- TASK INSTRUCTIONS -
When you reach the entries below, transcribe each line word for word.

- MATERIAL PROVIDED -
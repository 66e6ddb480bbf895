use std::env;
use std::fs;
use std::path::PathBuf;

fn main() {
    println!("cargo:rerun-if-changed=memory.x");
    println!("cargo:rerun-if-changed=build.rs");

    // Only the firmware binary needs the cortex-m-rt linker script.
    let target = env::var("TARGET").unwrap_or_default();
    if !target.starts_with("thumb") {
        return;
    }

    let out = PathBuf::from(env::var_os("OUT_DIR").expect("OUT_DIR is set by cargo"));
    fs::write(out.join("memory.x"), include_bytes!("memory.x")).expect("write memory.x");
    println!("cargo:rustc-link-search={}", out.display());
    println!("cargo:rustc-link-arg-bins=-Tlink.x");
}
//! Device context and main loop.
//!
//! [`App`] owns the settings, menu state, debounce clock and every hardware
//! seam, and is passed around explicitly instead of living in globals.

use embedded_hal::blocking::delay::DelayMs;
use embedded_hal::serial;

use crate::config::{Config, DEVICE_KEY, KEY_LEN};
use crate::demo::{self, HexDump};
use crate::display::{fatal_frame, Display, Frame};
use crate::edge::EdgeCounter;
use crate::entropy::EntropySource;
use crate::error::Error;
use crate::input::{DebounceClock, Keypad};
use crate::key::{assemble_key, protect};
use crate::menu::{render_status, Action, Menu, MenuState, Status};
use crate::protocol;
use crate::settings::Settings;
use crate::time::Monotonic;

const SELF_TEST_TEXT: &[u8] = b"gatekey self-test";

/// Outcome of the boot checks
#[derive(Debug, Copy, Clone, PartialEq, Eq)]
pub struct SelfTest {
    /// Pad, encrypt, decrypt, unpad gave the text back
    pub cipher_ok: bool,
    /// Every sampled entropy byte had the same value
    pub entropy_stuck: bool,
}

impl SelfTest {
    pub fn passed(&self) -> bool {
        self.cipher_ok && !self.entropy_stuck
    }
}

pub struct App<E, K, C, D, W> {
    config: Config,
    device_key: [u8; KEY_LEN],
    settings: Settings,
    menu: Menu,
    debounce: DebounceClock,
    frame: Frame,
    dirty: bool,
    entropy: E,
    keypad: K,
    clock: C,
    display: D,
    serial: W,
    edges: Option<&'static EdgeCounter>,
}

impl<E, K, C, D, W> App<E, K, C, D, W>
where
    E: EntropySource,
    K: Keypad,
    C: Monotonic + DelayMs<u32>,
    D: Display,
    W: serial::Write<u8>,
{
    pub fn new(config: Config, entropy: E, keypad: K, clock: C, display: D, serial: W) -> Self {
        let debounce = DebounceClock::new(clock.now(), config.debounce_ms);
        App {
            config,
            device_key: DEVICE_KEY,
            settings: Settings::default(),
            menu: Menu::new(config.visible_lines),
            debounce,
            frame: Frame::new(),
            dirty: true,
            entropy,
            keypad,
            clock,
            display,
            serial,
            edges: None,
        }
    }

    /// Report oscillator edges seen during each generation.
    pub fn with_edge_counter(mut self, edges: &'static EdgeCounter) -> Self {
        self.edges = Some(edges);
        self
    }

    pub fn settings(&self) -> &Settings {
        &self.settings
    }

    pub fn menu_state(&self) -> &MenuState {
        self.menu.state()
    }

    /// Check the cipher path and that the entropy source is not stuck.
    ///
    /// Failures are shown on the panel for `done_hold_ms` but the device
    /// stays usable. Errors are hardware faults and are returned.
    pub fn self_test(&mut self, samples: usize) -> Result<SelfTest, Error> {
        let cipher_ok = match demo::round_trip(SELF_TEST_TEXT, &self.device_key) {
            Ok(rt) => {
                trace!("self-test ciphertext: {}", HexDump(rt.ciphertext()));
                rt.plaintext() == SELF_TEST_TEXT
            }
            Err(e) => {
                trace!("self-test cipher error: {}", e);
                false
            }
        };

        let mut first = None;
        let mut entropy_stuck = samples > 1;
        for _ in 0..samples {
            let byte = self.entropy.next_byte()?;
            match first {
                None => first = Some(byte),
                Some(b) if b != byte => entropy_stuck = false,
                Some(_) => {}
            }
        }

        let result = SelfTest {
            cipher_ok,
            entropy_stuck,
        };
        trace!("self-test: cipher ok {}, entropy stuck {}", cipher_ok, entropy_stuck);

        if !result.passed() {
            self.frame = Frame::new();
            self.frame.line(0, "SELF-TEST FAIL");
            if !cipher_ok {
                self.frame.line(1, "cipher mismatch");
            }
            if entropy_stuck {
                self.frame.line(2, "entropy stuck");
            }
            self.display.show(&self.frame)?;
            self.clock.delay_ms(self.config.done_hold_ms);
            self.dirty = true;
        }

        Ok(result)
    }

    /// Put a fatal error on the panel. The caller halts afterwards.
    pub fn show_fatal(&mut self, reason: &str) {
        trace!("fatal: {}", reason);
        self.frame = fatal_frame(reason);
        if self.display.show(&self.frame).is_err() {
            trace!("display down too");
        }
    }

    /// One pass of the polling loop: read buttons, advance the menu, redraw
    /// if anything changed.
    pub fn step(&mut self) -> Result<(), Error> {
        if let Some(button) = self.keypad.poll()? {
            if self.debounce.accept(self.clock.now()) {
                if self.menu.handle(button, &mut self.settings) == Action::Generate {
                    self.generate();
                }
                self.dirty = true;
            }
        }

        if self.dirty {
            self.menu.render(&self.settings, &mut self.frame);
            self.display.show(&self.frame)?;
            self.dirty = false;
        }
        Ok(())
    }

    pub fn run(&mut self) -> ! {
        loop {
            if let Err(e) = self.step() {
                trace!("loop error: {}", e);
            }
        }
    }

    /// Build, wrap and send one key. Blocks for the whole acquisition and
    /// always ends back on the main menu, even if the panel stops responding.
    fn generate(&mut self) {
        self.menu.begin_generation();
        render_status(Status::Working, &mut self.frame);
        self.flush_status();

        let edges_before = self.edges.map(|e| e.count());
        let started = self.clock.now();

        let status = match assemble_key(&mut self.entropy) {
            Ok(raw) => {
                let key = protect(raw, &self.device_key);
                protocol::send(&mut self.serial, &self.settings, key);
                Status::Done
            }
            Err(e) => {
                trace!("generation failed: {}", e);
                Status::Failed
            }
        };

        trace!("generation took {} ms", self.clock.elapsed_us(started) / 1_000);
        if let (Some(edges), Some(before)) = (self.edges, edges_before) {
            trace!("oscillator edges: {}", edges.since(before));
        }

        render_status(status, &mut self.frame);
        self.flush_status();
        self.clock.delay_ms(self.config.done_hold_ms);

        self.menu.finish_generation();
    }

    fn flush_status(&mut self) {
        if let Err(e) = self.display.show(&self.frame) {
            trace!("status frame dropped: {}", e);
        }
    }
}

- SOLUTION TO THIS TASK -
repository 66e6ddb480bbf895
use std::env;
use std::fs;
use std::path::PathBuf;

fn main() {
    println!("cargo:rerun-if-changed=memory.x");
    println!("cargo:rerun-if-changed=build.rs");

    // Only the firmware binary needs the cortex-m-rt linker script.
    let target = env::var("TARGET").unwrap_or_default();
    if !target.starts_with("thumb") {
        return;
    }

    let out = PathBuf::from(env::var_os("OUT_DIR").expect("OUT_DIR is set by cargo"));
    fs::write(out.join("memory.x"), include_bytes!("memory.x")).expect("write memory.x");
    println!("cargo:rustc-link-search={}", out.display());
    println!("cargo:rustc-link-arg-bins=-Tlink.x");
}
//! Device context and main loop.
//!
//! [`App`] owns the settings, menu state, debounce clock and every hardware
//! seam, and is passed around explicitly instead of living in globals.

use embedded_hal::blocking::delay::DelayMs;
use embedded_hal::serial;

use crate::config::{Config, DEVICE_KEY, KEY_LEN};
use crate::demo::{self, HexDump};
use crate::display::{fatal_frame, Display, Frame};
use crate::edge::EdgeCounter;
use crate::entropy::EntropySource;
use crate::error::Error;
use crate::input::{DebounceClock, Keypad};
use crate::key::{assemble_key, protect};
use crate::menu::{render_status, Action, Menu, MenuState, Status};
use crate::protocol;
use crate::settings::Settings;
use crate::time::Monotonic;

const SELF_TEST_TEXT: &[u8] = b"gatekey self-test";

/// Outcome of the boot checks
#[derive(Debug, Copy, Clone, PartialEq, Eq)]
pub struct SelfTest {
    /// Pad, encrypt, decrypt, unpad gave the text back
    pub cipher_ok: bool,
    /// Every sampled entropy byte had the same value
    pub entropy_stuck: bool,
}

impl SelfTest {
    pub fn passed(&self) -> bool {
        self.cipher_ok && !self.entropy_stuck
    }
}

pub struct App<E, K, C, D, W> {
    config: Config,
    device_key: [u8; KEY_LEN],
    settings: Settings,
    menu: Menu,
    debounce: DebounceClock,
    frame: Frame,
    dirty: bool,
    entropy: E,
    keypad: K,
    clock: C,
    display: D,
    serial: W,
    edges: Option<&'static EdgeCounter>,
}

impl<E, K, C, D, W> App<E, K, C, D, W>
where
    E: EntropySource,
    K: Keypad,
    C: Monotonic + DelayMs<u32>,
    D: Display,
    W: serial::Write<u8>,
{
    pub fn new(config: Config, entropy: E, keypad: K, clock: C, display: D, serial: W) -> Self {
        let debounce = DebounceClock::new(clock.now(), config.debounce_ms);
        App {
            config,
            device_key: DEVICE_KEY,
            settings: Settings::default(),
            menu: Menu::new(config.visible_lines),
            debounce,
            frame: Frame::new(),
            dirty: true,
            entropy,
            keypad,
            clock,
            display,
            serial,
            edges: None,
        }
    }

    /// Report oscillator edges seen during each generation.
    pub fn with_edge_counter(mut self, edges: &'static EdgeCounter) -> Self {
        self.edges = Some(edges);
        self
    }

    pub fn settings(&self) -> &Settings {
        &self.settings
    }

    pub fn menu_state(&self) -> &MenuState {
        self.menu.state()
    }

    /// Check the cipher path and that the entropy source is not stuck.
    ///
    /// Failures are shown on the panel for `done_hold_ms` but the device
    /// stays usable. Errors are hardware faults and are returned.
    pub fn self_test(&mut self, samples: usize) -> Result<SelfTest, Error> {
        let cipher_ok = match demo::round_trip(SELF_TEST_TEXT, &self.device_key) {
            Ok(rt) => {
                trace!("self-test ciphertext: {}", HexDump(rt.ciphertext()));
                rt.plaintext() == SELF_TEST_TEXT
            }
            Err(e) => {
                trace!("self-test cipher error: {}", e);
                false
            }
        };

        let mut first = None;
        let mut entropy_stuck = samples > 1;
        for _ in 0..samples {
            let byte = self.entropy.next_byte()?;
            match first {
                None => first = Some(byte),
                Some(b) if b != byte => entropy_stuck = false,
                Some(_) => {}
            }
        }

        let result = SelfTest {
            cipher_ok,
            entropy_stuck,
        };
        trace!("self-test: cipher ok {}, entropy stuck {}", cipher_ok, entropy_stuck);

        if !result.passed() {
            self.frame = Frame::new();
            self.frame.line(0, "SELF-TEST FAIL");
            if !cipher_ok {
                self.frame.line(1, "cipher mismatch");
            }
            if entropy_stuck {
                self.frame.line(2, "entropy stuck");
            }
            self.display.show(&self.frame)?;
            self.clock.delay_ms(self.config.done_hold_ms);
            self.dirty = true;
        }

        Ok(result)
    }

    /// Put a fatal error on the panel. The caller halts afterwards.
    pub fn show_fatal(&mut self, reason: &str) {
        trace!("fatal: {}", reason);
        self.frame = fatal_frame(reason);
        if self.display.show(&self.frame).is_err() {
            trace!("display down too");
        }
    }

    /// One pass of the polling loop: read buttons, advance the menu, redraw
    /// if anything changed.
    pub fn step(&mut self) -> Result<(), Error> {
        if let Some(button) = self.keypad.poll()? {
            if self.debounce.accept(self.clock.now()) {
                if self.menu.handle(button, &mut self.settings) == Action::Generate {
                    self.generate();
                }
                self.dirty = true;
            }
        }

        if self.dirty {
            self.menu.render(&self.settings, &mut self.frame);
            self.display.show(&self.frame)?;
            self.dirty = false;
        }
        Ok(())
    }

    pub fn run(&mut self) -> ! {
        loop {
            if let Err(e) = self.step() {
                trace!("loop error: {}", e);
            }
        }
    }

    /// Build, wrap and send one key. Blocks for the whole acquisition and
    /// always ends back on the main menu, even if the panel stops responding.
    fn generate(&mut self) {
        self.menu.begin_generation();
        render_status(Status::Working, &mut self.frame);
        self.flush_status();

        let edges_before = self.edges.map(|e| e.count());
        let started = self.clock.now();

        let status = match assemble_key(&mut self.entropy) {
            Ok(raw) => {
                let key = protect(raw, &self.device_key);
                protocol::send(&mut self.serial, &self.settings, key);
                Status::Done
            }
            Err(e) => {
                trace!("generation failed: {}", e);
                Status::Failed
            }
        };

        trace!("generation took {} ms", self.clock.elapsed_us(started) / 1_000);
        if let (Some(edges), Some(before)) = (self.edges, edges_before) {
            trace!("oscillator edges: {}", edges.since(before));
        }

        render_status(status, &mut self.frame);
        self.flush_status();
        self.clock.delay_ms(self.config.done_hold_ms);

        self.menu.finish_generation();
    }

    fn flush_status(&mut self) {
        if let Err(e) = self.display.show(&self.frame) {
            trace!("status frame dropped: {}", e);
        }
    }
}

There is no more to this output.